Moose and bear are the most commonly encountered large animals. Bears are active during the day and night, while moose are active throughout the day and the twilight hours of dawn and dusk. The limited visibility of the twilight and nighttime hours make collisions with these animals more likely. Slow down and never out-drive the reach of your headlights. Avoid panic evasive actions, because going off the road or colliding with oncoming traffic is worse than hitting an animal. Braking hard while maintaining control of your vehicle is preferable to swerving.
The actions of tourists often create road hazards. For example, when they photograph moose, tourists may park their vehicles on both sides of a road, leaving little to no space for traffic flow. While this may hang up traffic on straightaways, it causes traffic accidents on blind hills and curves. Park your vehicle all the way off the road.
Look out for distracted tourists taking in the scenery and watching wildlife. Stay focused on your driving and pull off the road at a safe spot when you wish to enjoy the scenery and wildlife.

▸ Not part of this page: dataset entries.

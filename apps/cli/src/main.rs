use anyhow::{Context, Result, anyhow};
use clap::{Parser, Subcommand};
use ptpip_core::protocol::{DeviceProperty, PropertyForm, PropertyValue, operation_name};
use ptpip_core::{Camera, CameraConfig};
use tracing::{error, info};

#[derive(Parser, Debug)]
#[command(author, version, about = "PTP/IP camera remote tool", long_about = None)]
struct Args {
    /// TOML config file; flags below override it
    #[arg(short, long)]
    config: Option<String>,

    /// Camera address
    #[arg(long)]
    host: Option<String>,

    /// Camera port
    #[arg(long)]
    port: Option<u16>,

    /// Per-command timeout in milliseconds
    #[arg(long)]
    timeout_ms: Option<u64>,

    /// Skip the property snapshot after connecting
    #[arg(long)]
    no_prefetch: bool,

    /// Enable verbose logging
    #[arg(short, long)]
    verbose: bool,

    #[command(subcommand)]
    command: Command,
}

#[derive(Subcommand, Debug)]
enum Command {
    /// Print device info and supported operations
    Info,
    /// Read one property descriptor
    Get {
        /// Property code, e.g. 0x5007
        #[arg(value_parser = parse_code)]
        code: u16,
    },
    /// Write an integer property
    Set {
        #[arg(value_parser = parse_code)]
        code: u16,
        /// New value, decimal or 0x-prefixed hex
        #[arg(value_parser = parse_int)]
        value: i128,
    },
    /// Dump every property
    Props,
    /// Log camera events until Ctrl-C or disconnect
    Events,
    /// Write the effective configuration to a file
    SaveConfig { path: String },
}

fn parse_code(s: &str) -> Result<u16, String> {
    let digits = s.trim_start_matches("0x").trim_start_matches("0X");
    u16::from_str_radix(digits, 16).map_err(|e| format!("invalid code '{}': {}", s, e))
}

fn parse_int(s: &str) -> Result<i128, String> {
    match s.strip_prefix("0x").or_else(|| s.strip_prefix("0X")) {
        Some(hex) => i128::from_str_radix(hex, 16),
        None => s.parse(),
    }
    .map_err(|e| format!("invalid value '{}': {}", s, e))
}

fn load_config(args: &Args) -> Result<CameraConfig> {
    let mut config = match &args.config {
        Some(path) => CameraConfig::load_from_file(path)
            .with_context(|| format!("loading config {}", path))?,
        None => CameraConfig::default(),
    };
    if let Some(host) = &args.host {
        config.host = host.clone();
    }
    if let Some(port) = args.port {
        config.port = port;
    }
    if let Some(timeout) = args.timeout_ms {
        config.command_timeout_ms = timeout;
    }
    if args.no_prefetch {
        config.prefetch_event = false;
    }
    Ok(config)
}

fn print_property(property: &DeviceProperty) {
    println!(
        "0x{:04X}  {:<24} {}{}",
        property.code,
        format!("{:?}", property.current),
        if property.writable { "rw" } else { "ro" },
        if property.enabled { "" } else { " (disabled)" }
    );
    match &property.form {
        PropertyForm::Range { min, max, step } => {
            println!("        range {:?}..={:?} step {:?}", min, max, step);
        }
        PropertyForm::Enumeration { available, .. } if !available.is_empty() => {
            println!("        values {:?}", available);
        }
        _ => {}
    }
}

async fn run(args: Args) -> Result<()> {
    let config = load_config(&args)?;

    if let Command::SaveConfig { path } = &args.command {
        config.save_to_file(path)?;
        info!(path = %path, "Config saved");
        return Ok(());
    }

    info!(host = %config.host, port = config.port, "Connecting...");
    let camera = Camera::connect_tcp(&config).await?;

    match args.command {
        Command::Info => {
            let info = camera.device_info();
            println!("{} {} (firmware {})", info.manufacturer, info.model, info.device_version);
            println!("serial: {}", info.serial_number);
            if let Some(ext) = camera.ext_info() {
                println!("SDIO extension version {}", ext.version);
            }
            println!("operations:");
            for op in &info.supported_operations {
                println!("  0x{:04X} {}", op, operation_name(*op));
            }
            println!("properties: {}", info.supported_properties.len());
        }
        Command::Get { code } => {
            let property = camera.get_property(code).await?;
            print_property(&property);
        }
        Command::Set { code, value } => {
            let current = camera.get_property(code).await?;
            let value = PropertyValue::from_integer(current.data_type, value).ok_or_else(|| {
                anyhow!(
                    "value {} does not fit property type 0x{:04X}",
                    value,
                    current.data_type
                )
            })?;
            camera.set_property(code, &value).await?;
            info!(code = %format!("0x{:04X}", code), value = ?value, "Property written");
        }
        Command::Props => {
            let snapshot = camera.fetch_event().await?;
            for property in snapshot.properties.values() {
                print_property(property);
            }
        }
        Command::Events => {
            tokio::select! {
                _ = tokio::signal::ctrl_c() => info!("Interrupted"),
                reason = camera.closed() => {
                    return Err(anyhow!("camera disconnected: {}", reason));
                }
            }
        }
        Command::SaveConfig { .. } => {}
    }

    camera.disconnect().await?;
    Ok(())
}

fn main() {
    let args = Args::parse();

    let subscriber = tracing_subscriber::fmt()
        .with_env_filter(
            tracing_subscriber::EnvFilter::builder()
                .with_default_directive(if args.verbose {
                    tracing::Level::DEBUG.into()
                } else {
                    tracing::Level::INFO.into()
                })
                .from_env_lossy(),
        )
        .with_writer(std::io::stderr)
        .finish();

    tracing::subscriber::set_global_default(subscriber).expect("setting default subscriber failed");

    let runtime = match tokio::runtime::Runtime::new() {
        Ok(rt) => rt,
        Err(e) => {
            error!("Error: {}", e);
            std::process::exit(1);
        }
    };

    if let Err(e) = runtime.block_on(run(args)) {
        error!("Error: {:#}", e);
        std::process::exit(1);
    }
}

Road construction in Alaska is done during the summer months, which also coincides with the peak of the tourist season. This combination leads to unfortunate but preventable accidents. Don't allow your work commute reflexes to get the best of you. You are on vacation and there's no need to rush to your destination. Don't forget to observe and follow the speed limits and construction warning signs. Stay in your lane and allow plenty of following distance between yourself and the vehicle in front.